All errors and omissions are my responsibility, but the following people have been so kind as to read the manuscript, or large parts of it, and make comments: Andrew Adams, David Benn, David Butler, Richard Coopey, Harold Hewitt and Michael Zander.
Finally, but most importantly, my profound thanks to Julie Peakman, for her practical and moral support while I was working on this book. November 1991
In updating this book to incorporate the twenty years of Tony Benns life since its first publication, I am indebted to Sam Carter of Biteback and to my agent Diana Tyler of MBA Literary Agents for their persistence and belief in the project. March 2011
When I was born in 1925, Tony Benn reflected while in his sixties, twenty per cent of the world was ruled from London. In my lifetime I have seen Britain become an outpost of America administered from Brussels.
T he young Benn was able to observe Britains changing role in world affairs from the vantage point of an intensely political home. His first coherent political memory is of visiting Oswald Mosley, then a Labour MP, at his home in Smith Square. He remembers thanking Mosley for his hospitality in what he has described as his first speech. When he was five in 1930 he went to see the Trooping of the Colour from the back of 10 Downing Street. He was more impressed with the chocolate biscuits than with meeting Ramsay MacDonald, the Prime Minister. A deeper impression was made by the gentle yet strangely dressed figure of Gandhi, in London in 1931 for the second Round Table Conference, which Benns father had convened when Secretary of State for India.
What made a lasting impression on Benn was the knowledge that the powerful talked, walked and ate like everyone else, lived in houses just like him, were accessible. Schoolmates later talked of his self-assurance, of his confidence in his own position. He could respect the mighty as people but he had learned as automatically as he learned to speak that they were just other folk doing a job. When he was later to challenge prime ministers and sit with the Queen discussing stamps he was not tongue-tied. Inoculated by minute exposure from an early age, he had developed an immunity to awe.

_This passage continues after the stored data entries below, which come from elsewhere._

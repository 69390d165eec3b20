use std::sync::Arc;

use anyhow::{bail, Result};
use chrono::{DateTime, Utc};
use clap::{Parser, Subcommand, ValueEnum};
use sitecheck_core::{CandidatePage, CheckEvent, ComparisonRecord, Outcome, OutcomeSummary};
use sitecheck_storage::ResultCaches;
use sitecheck_sync::{RunStatus, SiteCheckConfig, SiteChecker};
use tokio::sync::mpsc;
use tracing_subscriber::EnvFilter;

#[derive(Debug, Parser)]
#[command(name = "sitecheck")]
#[command(about = "Check that a source site's pages survived migration to a target site")]
struct Cli {
    /// Where result sets are persisted.
    #[arg(long, value_enum, default_value_t = CacheMedium::Disk, global = true)]
    cache: CacheMedium,
    #[command(subcommand)]
    command: Option<Commands>,
}

#[derive(Debug, Clone, Copy, PartialEq, Eq, ValueEnum)]
enum CacheMedium {
    Disk,
    Memory,
}

#[derive(Debug, Subcommand)]
enum Commands {
    /// Run the HTTP API.
    Serve,
    /// Compare every source sitemap page against the target site.
    Check {
        /// Ignore any cached result set and compare afresh.
        #[arg(long)]
        no_cache: bool,
    },
    /// Compare only sitemap pages not yet in the cached result set.
    CheckNew,
    /// Find target pages with no counterpart on the source site.
    CheckReverse {
        #[arg(long)]
        no_cache: bool,
    },
    /// Re-compare one page and update it in the cached result set.
    Recheck {
        url: String,
        /// Sitemap `lastmod` to record; otherwise the cached one is kept.
        #[arg(long, value_parser = lastmod_arg)]
        last_modified: Option<DateTime<Utc>>,
    },
    /// Print a cached result set as JSON.
    Cached {
        /// Show the reverse-check result set instead of the main one.
        #[arg(long)]
        new_pages: bool,
    },
    /// Remove both cached result sets.
    ClearCache,
}

fn lastmod_arg(value: &str) -> Result<DateTime<Utc>, String> {
    sitecheck_adapters::parse_lastmod(value).ok_or_else(|| format!("not a W3C datetime: {value}"))
}

fn init_logging() {
    tracing_subscriber::fmt()
        .with_env_filter(
            EnvFilter::try_from_default_env().unwrap_or_else(|_| EnvFilter::new("info")),
        )
        .with_target(false)
        .with_writer(std::io::stderr)
        .init();
}

#[tokio::main]
async fn main() -> Result<()> {
    init_logging();
    let cli = Cli::parse();
    let config = SiteCheckConfig::from_env()?;
    let caches = match cli.cache {
        CacheMedium::Disk => ResultCaches::on_disk(config.cache_dir.clone()),
        CacheMedium::Memory => ResultCaches::in_memory(),
    };

    match cli.command.unwrap_or(Commands::Serve) {
        Commands::Serve => sitecheck_web::serve(config, caches).await?,
        Commands::Check { no_cache } => {
            let checker = Arc::new(SiteChecker::from_config(&config, caches)?);
            stream_run(move |mut tx| async move { checker.run_check(!no_cache, &mut tx).await }).await?;
        }
        Commands::CheckNew => {
            let checker = Arc::new(SiteChecker::from_config(&config, caches)?);
            stream_run(move |mut tx| async move { checker.run_incremental_check(&mut tx).await }).await?;
        }
        Commands::CheckReverse { no_cache } => {
            let checker = Arc::new(SiteChecker::from_config(&config, caches)?);
            stream_run(move |mut tx| async move { checker.run_reverse_check(!no_cache, &mut tx).await })
                .await?;
        }
        Commands::Recheck { url, last_modified } => {
            let checker = SiteChecker::from_config(&config, caches)?;
            let page = CandidatePage::new(url).with_last_modified(last_modified);
            let (record, splice) = checker.recheck(page).await;
            eprintln!("cache update: {splice:?}");
            println!("{}", serde_json::to_string_pretty(&record)?);
        }
        Commands::Cached { new_pages } => {
            let cache = if new_pages { &caches.new_pages } else { &caches.main };
            match cache.load().await {
                Some(set) => println!("{}", serde_json::to_string_pretty(&set)?),
                None => println!("no cached results under {}", cache.key()),
            }
        }
        Commands::ClearCache => {
            caches.clear_all().await;
            println!("cache cleared");
        }
    }

    Ok(())
}

/// Runs a check on its own task and prints progress as events arrive.
async fn stream_run<F, Fut>(run: F) -> Result<()>
where
    F: FnOnce(mpsc::Sender<CheckEvent>) -> Fut,
    Fut: std::future::Future<Output = RunStatus> + Send + 'static,
{
    let (tx, mut rx) = mpsc::channel(32);
    let handle = tokio::spawn(run(tx));

    let mut records: Vec<ComparisonRecord> = Vec::new();
    while let Some(event) = rx.recv().await {
        match event {
            CheckEvent::Progress(progress) => {
                if let Some(record) = progress.current_result {
                    let total = if progress.total_pages < 0 {
                        "?".to_string()
                    } else {
                        progress.total_pages.to_string()
                    };
                    println!(
                        "[{}/{}] {:<24} {} -> {}",
                        progress.processed_pages,
                        total,
                        record.outcome,
                        record.source_relative_path,
                        record.target_relative_path
                    );
                    records.push(record);
                }
            }
            CheckEvent::Failed { error } => eprintln!("error: {error}"),
        }
    }

    match handle.await? {
        RunStatus::Completed { processed } => {
            let summary = OutcomeSummary::from_records(&records);
            println!("check complete: processed={processed}");
            for outcome in Outcome::ALL {
                println!("  {:<24} {}", outcome, summary.count(outcome));
            }
            Ok(())
        }
        RunStatus::ConsumerGone => bail!("progress output closed before the run finished"),
        RunStatus::Failed { error } => bail!("check failed: {error}"),
    }
}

Tony Benn was the second son of William Wedgwood Benn and Margaret Benn, later Viscount and Lady Stansgate. He was named Anthony because Sir Ernest Benn, his uncle, had bought a painting depicting a Sir Anthony Benn who had been a courtier in Elizabethan Ernest Benn left the portrait to his nephew in his will but sold it when Tony Benn joined the Labour Party on his seventeenth birthday. The picture re-entered the family when the new owner sold it to Tony Benns wife Caroline.
Baby Anthony received as his second name Neil, because his mother wanted to remind him of his Scottish ancestry. The name Wedgwood is a direct reference to his father. William Wedgwood Benn had been so christened in 1877 because his maternal grandmother, Eliza Sparrow, was a distant cousin of the pottery family. Tony Benns debt to his father is clear from a tribute he wrote in 1977, His inherited distrust of established authority and the conventional wisdom of the powerful, his passion for freedom of conscience and his belief in liberty, explain all the causes he took up during his life, beginning with his strong opposition to the Boer War as a student, at University College, London, for which he was, on one occasion, thrown out of a ground-floor window by patriotic contemporaries.